(Data entries)
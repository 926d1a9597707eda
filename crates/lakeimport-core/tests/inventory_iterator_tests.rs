#![allow(clippy::unwrap_used, clippy::expect_used)]

mod common;

use std::sync::Arc;

use common::{drain_keys, factory_with, manifest_iter, obj, BUCKET};
use lakeimport_core::errors::{ExError, ExErrorKind, Result};
use lakeimport_core::inventory::InventoryIterator;
use lakeimport_core::source::{MemoryRowSourceFactory, RowBatchSource, RowSourceFactory};
use lakeimport_core::{InventoryObject, ManifestInventoryIterator};
use proptest::prelude::*;

const FILES: &[(&str, &[&str])] = &[
    ("f1", &["f1row1", "f1row2"]),
    ("f2", &["f2row1", "f2row2"]),
    ("f3", &["f3row1", "f3row2"]),
    ("f4", &["f4row1", "f4row2", "f4row3", "f4row4", "f4row5", "f4row6", "f4row7"]),
    ("f5", &["a1", "a2", "a3"]),
    ("f6", &["a4", "a5", "a6", "a7"]),
    ("empty", &[]),
];

const BATCH_SIZES: &[i64] = &[0, 10_000, 3, 6, 2, 1];

/// FILES plus two files holding a row that fails to decode
fn fixture() -> MemoryRowSourceFactory {
    factory_with(FILES)
        .with_raw_file(
            "err_file1",
            vec![Some(obj("a4")), None, Some(obj("a6")), Some(obj("a7"))],
        )
        .with_raw_file("err_file2", vec![None])
}

fn expected_keys(files: &[&str]) -> Vec<String> {
    files
        .iter()
        .flat_map(|f| {
            FILES
                .iter()
                .find(|(name, _)| name == f)
                .map(|(_, keys)| keys.to_vec())
                .unwrap_or_default()
        })
        .map(str::to_string)
        .collect()
}

// ========== Flattening ==========

#[test]
fn test_files_flatten_in_manifest_order_for_every_batch_size() {
    let cases: &[&[&str]] = &[
        &["f1", "f2"],
        &["f3", "f2", "f1"],
        &["f1", "f2", "f3", "f4"],
        &["f1", "f4"],
        &["f5", "f6"],
        &["f1"],
        &["empty", "f1", "empty", "f2"],
    ];

    for batch_size in BATCH_SIZES {
        for files in cases {
            // Order checking is about sorted inventories; these cases
            // deliberately list files out of order.
            let mut it = manifest_iter(Arc::new(fixture()), files, *batch_size)
                .with_key_order_check(false);
            let keys = drain_keys(&mut it);
            assert!(
                it.err().is_none(),
                "unexpected error for {:?} batch {}: {:?}",
                files,
                batch_size,
                it.err()
            );
            assert_eq!(keys, expected_keys(files), "files {:?} batch {}", files, batch_size);
        }
    }
}

#[test]
fn test_empty_manifest_is_exhausted_without_error() {
    let mut it = manifest_iter(Arc::new(fixture()), &[], 0);
    assert!(!it.next());
    assert!(it.get().is_none());
    assert!(it.err().is_none());
}

#[test]
fn test_single_row_files_with_batch_one() {
    let factory = factory_with(&[("x", &["k1"]), ("y", &["k2"]), ("z", &["k3"])]);
    let mut it = manifest_iter(Arc::new(factory), &["x", "y", "z"], 1);
    assert_eq!(drain_keys(&mut it), vec!["k1", "k2", "k3"]);
    assert!(it.err().is_none());
}

#[test]
fn test_non_positive_batch_size_uses_default() {
    let it = manifest_iter(Arc::new(fixture()), &["f1"], -3);
    assert_eq!(it.read_batch_size(), lakeimport_core::inventory::DEFAULT_READ_BATCH_SIZE);
}

// ========== Laziness ==========

#[test]
fn test_files_open_lazily_one_at_a_time() {
    let factory = Arc::new(fixture());
    let mut it = manifest_iter(factory.clone(), &["f1", "f2", "f3"], 1);
    assert!(factory.opened().is_empty(), "nothing opens before next");

    assert!(it.next());
    assert_eq!(factory.opened(), vec!["f1"]);
    assert!(it.next());
    assert_eq!(factory.opened(), vec!["f1"]);

    assert!(it.next());
    assert_eq!(it.get().unwrap().key, "f2row1");
    assert_eq!(factory.opened(), vec!["f1", "f2"]);
}

// ========== Errors ==========

#[test]
fn test_decode_error_stops_iteration_for_every_batch_size() {
    let cases: &[&[&str]] = &[
        &["f1", "err_file2"],
        &["f5", "err_file1"],
        &["err_file2", "f1"],
        &["f1", "missing_file"],
    ];

    for batch_size in BATCH_SIZES {
        for files in cases {
            let mut it = manifest_iter(Arc::new(fixture()), files, *batch_size);
            drain_keys(&mut it);
            assert!(
                it.err().is_some(),
                "expected error for {:?} batch {}",
                files,
                batch_size
            );
        }
    }
}

#[test]
fn test_error_names_file_and_row() {
    let mut it = manifest_iter(Arc::new(fixture()), &["f5", "err_file1"], 0);
    let keys = drain_keys(&mut it);

    // The failing batch is discarded whole.
    assert_eq!(keys, vec!["a1", "a2", "a3"]);
    let err = it.err().unwrap();
    assert_eq!(err.kind(), ExErrorKind::Decode);
    assert_eq!(err.file(), Some("err_file1"));
    assert_eq!(err.row(), Some(1));
}

#[test]
fn test_rows_before_failing_batch_are_yielded() {
    // Batch of one: a4 is its own batch and is yielded before row 1 fails.
    let mut it = manifest_iter(Arc::new(fixture()), &["err_file1"], 1);
    assert_eq!(drain_keys(&mut it), vec!["a4"]);
    assert_eq!(it.err().unwrap().row(), Some(1));
}

#[test]
fn test_error_is_sticky_and_later_files_never_open() {
    let factory = Arc::new(fixture());
    let mut it = manifest_iter(factory.clone(), &["err_file2", "f1", "f2"], 0);

    assert!(!it.next());
    let first = it.err().unwrap().to_string();

    for _ in 0..3 {
        assert!(!it.next());
        assert!(it.get().is_none());
        assert_eq!(it.err().unwrap().to_string(), first);
    }
    assert_eq!(factory.opened(), vec!["err_file2"]);
}

#[test]
fn test_missing_file_is_not_found() {
    let mut it = manifest_iter(Arc::new(fixture()), &["f1", "missing_file"], 0);
    assert_eq!(drain_keys(&mut it), vec!["f1row1", "f1row2"]);
    let err = it.err().unwrap();
    assert_eq!(err.kind(), ExErrorKind::NotFound);
    assert_eq!(err.file(), Some("missing_file"));
}

#[test]
fn test_io_error_surfaces_with_file() {
    let factory = fixture().with_io_error("f4", 4);
    let mut it = manifest_iter(Arc::new(factory), &["f4"], 2);
    let keys = drain_keys(&mut it);
    assert_eq!(keys, vec!["f4row1", "f4row2", "f4row3", "f4row4"]);
    let err = it.err().unwrap();
    assert_eq!(err.kind(), ExErrorKind::Io);
    assert_eq!(err.file(), Some("f4"));
}

#[test]
fn test_wrong_bucket_fails_on_first_open() {
    let mut it = ManifestInventoryIterator::new(
        Arc::new(fixture()),
        "some-other-bucket",
        vec!["f1".to_string()],
    );
    assert!(!it.next());
    assert_eq!(it.err().unwrap().kind(), ExErrorKind::NotFound);
}

// ========== Version filtering ==========

fn versions_factory() -> MemoryRowSourceFactory {
    MemoryRowSourceFactory::new(BUCKET).with_file(
        "versions",
        vec![
            obj("a").with_latest(false),
            obj("a"),
            obj("b").with_delete_marker(true),
            obj("c").with_latest(false),
            obj("d"),
        ],
    )
}

#[test]
fn test_non_latest_versions_and_delete_markers_are_skipped() {
    for batch_size in BATCH_SIZES {
        let mut it = manifest_iter(Arc::new(versions_factory()), &["versions"], *batch_size);
        assert_eq!(drain_keys(&mut it), vec!["a", "d"]);
        assert!(it.err().is_none());
        assert_eq!(it.rows_read(), 5);
    }
}

#[test]
fn test_file_of_only_skipped_rows_behaves_like_empty() {
    let factory = factory_with(&[("f1", &["f1row1"])]).with_file(
        "markers",
        vec![obj("m1").with_delete_marker(true), obj("m2").with_latest(false)],
    );
    let mut it = manifest_iter(Arc::new(factory), &["markers", "f1"], 1);
    assert_eq!(drain_keys(&mut it), vec!["f1row1"]);
}

// ========== Truncation ==========

/// Announces more rows than it can deliver
struct ShortSource {
    rows: Vec<InventoryObject>,
    announced: u64,
}

impl RowBatchSource for ShortSource {
    fn read_batch(&mut self, buf: &mut Vec<InventoryObject>, capacity: usize) -> Result<usize> {
        buf.clear();
        let n = self.rows.len().min(capacity);
        buf.extend(self.rows.drain(..n));
        Ok(n)
    }

    fn total_rows(&self) -> u64 {
        self.announced
    }
}

struct ShortFactory;

impl RowSourceFactory for ShortFactory {
    fn open(&self, _bucket: &str, key: &str) -> Result<Box<dyn RowBatchSource>> {
        if key != "short" {
            return Err(ExError::new(ExErrorKind::NotFound).with_file(key));
        }
        Ok(Box::new(ShortSource {
            rows: vec![obj("k1"), obj("k2")],
            announced: 5,
        }))
    }
}

#[test]
fn test_file_shorter_than_announced_is_truncated() {
    for batch_size in [0, 1, 2, 3] {
        let mut it = ManifestInventoryIterator::new(
            Arc::new(ShortFactory),
            BUCKET,
            vec!["short".to_string()],
        )
        .with_read_batch_size(batch_size);

        assert_eq!(drain_keys(&mut it), vec!["k1", "k2"], "batch {}", batch_size);
        let err = it.err().expect("truncation must be reported");
        assert_eq!(err.kind(), ExErrorKind::TruncatedPartition);
        assert_eq!(err.file(), Some("short"));
    }
}

/// Holds one row more than the three it announces
struct LongSource {
    rows: Vec<InventoryObject>,
}

impl RowBatchSource for LongSource {
    fn read_batch(&mut self, buf: &mut Vec<InventoryObject>, capacity: usize) -> Result<usize> {
        buf.clear();
        let n = self.rows.len().min(capacity);
        buf.extend(self.rows.drain(..n));
        Ok(n)
    }

    fn total_rows(&self) -> u64 {
        3
    }

    fn check_exhausted(&mut self) -> Result<()> {
        if self.rows.is_empty() {
            Ok(())
        } else {
            Err(ExError::new(ExErrorKind::TruncatedPartition).with_message("extra rows"))
        }
    }
}

struct LongFactory;

impl RowSourceFactory for LongFactory {
    fn open(&self, _bucket: &str, key: &str) -> Result<Box<dyn RowBatchSource>> {
        let rows = (1..=4).map(|i| obj(&format!("{}-{}", key, i))).collect();
        Ok(Box::new(LongSource { rows }))
    }
}

#[test]
fn test_file_longer_than_announced_fails_before_next_file() {
    for batch_size in [0, 1, 2, 3] {
        let mut it = ManifestInventoryIterator::new(
            Arc::new(LongFactory),
            BUCKET,
            vec!["long".to_string(), "next".to_string()],
        )
        .with_read_batch_size(batch_size);

        assert_eq!(
            drain_keys(&mut it),
            vec!["long-1", "long-2", "long-3"],
            "batch {}",
            batch_size
        );
        let err = it.err().expect("extra rows must be reported");
        assert_eq!(err.kind(), ExErrorKind::TruncatedPartition);
        assert_eq!(err.file(), Some("long"));
    }
}

// ========== Key order ==========

#[test]
fn test_out_of_order_files_latch_ordering_violation() {
    let mut it = manifest_iter(Arc::new(fixture()), &["f6", "f5"], 0);
    assert_eq!(drain_keys(&mut it), vec!["a4", "a5", "a6", "a7"]);

    let err = it.err().unwrap();
    assert_eq!(err.kind(), ExErrorKind::OrderingViolation);
    assert_eq!(err.key(), Some("a1"));
    assert_eq!(err.file(), Some("f5"));
    assert!(!it.next());
}

#[test]
fn test_order_check_can_be_disabled() {
    let mut it = manifest_iter(Arc::new(fixture()), &["f6", "f5"], 0).with_key_order_check(false);
    assert_eq!(
        drain_keys(&mut it),
        vec!["a4", "a5", "a6", "a7", "a1", "a2", "a3"]
    );
    assert!(it.err().is_none());
}

#[test]
fn test_duplicate_effective_keys_latch_error() {
    for batch_size in BATCH_SIZES {
        let factory = MemoryRowSourceFactory::new(BUCKET).with_file("dup", vec![obj("k"), obj("k")]);
        let mut it = manifest_iter(Arc::new(factory), &["dup"], *batch_size);
        assert_eq!(drain_keys(&mut it), vec!["k"]);

        let err = it.err().expect("duplicate must be reported");
        assert_eq!(err.kind(), ExErrorKind::DuplicateKey);
        assert_eq!(err.key(), Some("k"));
        assert_eq!(err.file(), Some("dup"));
    }
}

#[test]
fn test_duplicate_across_files_is_caught_without_order_check() {
    let factory = MemoryRowSourceFactory::new(BUCKET)
        .with_file("p1", vec![obj("a"), obj("b")])
        .with_file("p2", vec![obj("b"), obj("c")]);
    let mut it = manifest_iter(Arc::new(factory), &["p1", "p2"], 0).with_key_order_check(false);
    assert_eq!(drain_keys(&mut it), vec!["a", "b"]);

    let err = it.err().unwrap();
    assert_eq!(err.kind(), ExErrorKind::DuplicateKey);
    assert_eq!(err.file(), Some("p2"));
}

// ========== Properties ==========

fn sorted_partitions() -> impl Strategy<Value = Vec<Vec<String>>> {
    prop::collection::vec(prop::collection::vec("[a-z]{1,5}", 0..6), 0..6).prop_map(|files| {
        let mut all: Vec<String> = files.iter().flatten().cloned().collect();
        all.sort();
        all.dedup();
        let mut rest = all.into_iter();
        files
            .iter()
            .map(|f| rest.by_ref().take(f.len()).collect())
            .collect()
    })
}

proptest! {
    #[test]
    fn prop_output_is_independent_of_batch_size(
        partitions in sorted_partitions(),
        batch_size in 1i64..12,
    ) {
        let names: Vec<String> = (0..partitions.len()).map(|i| format!("part-{}", i)).collect();
        let factory = partitions.iter().zip(&names).fold(
            MemoryRowSourceFactory::new(BUCKET),
            |f, (keys, name)| f.with_file(name.clone(), keys.iter().map(|k| obj(k)).collect()),
        );
        let expected: Vec<String> = partitions.iter().flatten().cloned().collect();

        let mut it = ManifestInventoryIterator::new(Arc::new(factory), BUCKET, names)
            .with_read_batch_size(batch_size);
        let keys = drain_keys(&mut it);

        prop_assert!(it.err().is_none());
        prop_assert_eq!(keys, expected);
    }
}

▸ **What you should do**:
Show all lines from the data that contain "DuplicateKey".

▸ **Answer to this problem**:
        assert_eq!(err.kind(), ExErrorKind::DuplicateKey);
    assert_eq!(err.kind(), ExErrorKind::DuplicateKey);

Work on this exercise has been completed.